◆ RECORDS SUPPLIED ◆
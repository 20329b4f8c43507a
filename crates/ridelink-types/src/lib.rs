//! Platform-agnostic types and GATT decoders for BLE fitness sensors.
//!
//! This crate holds everything about fitness sensors that does not need a
//! Bluetooth stack: the sensor kinds and their GATT profiles, the decoded
//! measurement model, plausibility bounds, and the notification decoders.
//! It is shared by `ridelink-core` and the `ridelink` CLI.
//!
//! # Supported Profiles
//!
//! | Sensor | Service | Characteristic | Value |
//! |--------|---------|----------------|-------|
//! | Power | Cycling Power (0x1818) | 0x2A63 | watts |
//! | Heart rate | Heart Rate (0x180D) | 0x2A37 | bpm |
//! | Cadence | Cycling Speed and Cadence (0x1816) | 0x2A5B | rpm |
//! | Treadmill | Fitness Machine (0x1826) | 0x2ACD | km/h, % incline |
//!
//! # Example
//!
//! ```
//! use ridelink_types::{SensorKind, SanityBounds};
//!
//! let mut decoder = SensorKind::HeartRate.decoder(SanityBounds::default());
//! let reading = decoder.decode(&[0x00, 150], 1_700_000_000_000).unwrap();
//! assert_eq!(reading.value(), Some(150.0));
//! ```

pub mod decode;
pub mod error;
pub mod types;
pub mod uuid;

pub use decode::{
    decode_csc_crank_data, decode_cycling_power, decode_heart_rate, decode_treadmill_ftms,
    CrankSample, CrankState, NotificationDecoder, TreadmillData,
};
pub use error::{ParseError, ParseResult};
pub use types::{
    now_millis, ConnectionStatus, GattProfile, Measurement, Reading, SanityBounds, SensorKind,
    TreadmillMeasurement,
};
pub use uuid as uuids;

◆ WHAT IS EXPECTED ◆
Repeat the material above in full, exactly as it stands.

◆ OUTPUT BELOW ◆
repository 20329b4f8c43507a
filename crates/ridelink-types/src/lib.rs
//! Platform-agnostic types and GATT decoders for BLE fitness sensors.
//!
//! This crate holds everything about fitness sensors that does not need a
//! Bluetooth stack: the sensor kinds and their GATT profiles, the decoded
//! measurement model, plausibility bounds, and the notification decoders.
//! It is shared by `ridelink-core` and the `ridelink` CLI.
//!
//! # Supported Profiles
//!
//! | Sensor | Service | Characteristic | Value |
//! |--------|---------|----------------|-------|
//! | Power | Cycling Power (0x1818) | 0x2A63 | watts |
//! | Heart rate | Heart Rate (0x180D) | 0x2A37 | bpm |
//! | Cadence | Cycling Speed and Cadence (0x1816) | 0x2A5B | rpm |
//! | Treadmill | Fitness Machine (0x1826) | 0x2ACD | km/h, % incline |
//!
//! # Example
//!
//! ```
//! use ridelink_types::{SensorKind, SanityBounds};
//!
//! let mut decoder = SensorKind::HeartRate.decoder(SanityBounds::default());
//! let reading = decoder.decode(&[0x00, 150], 1_700_000_000_000).unwrap();
//! assert_eq!(reading.value(), Some(150.0));
//! ```

pub mod decode;
pub mod error;
pub mod types;
pub mod uuid;

pub use decode::{
    decode_csc_crank_data, decode_cycling_power, decode_heart_rate, decode_treadmill_ftms,
    CrankSample, CrankState, NotificationDecoder, TreadmillData,
};
pub use error::{ParseError, ParseResult};
pub use types::{
    now_millis, ConnectionStatus, GattProfile, Measurement, Reading, SanityBounds, SensorKind,
    TreadmillMeasurement,
};
pub use uuid as uuids;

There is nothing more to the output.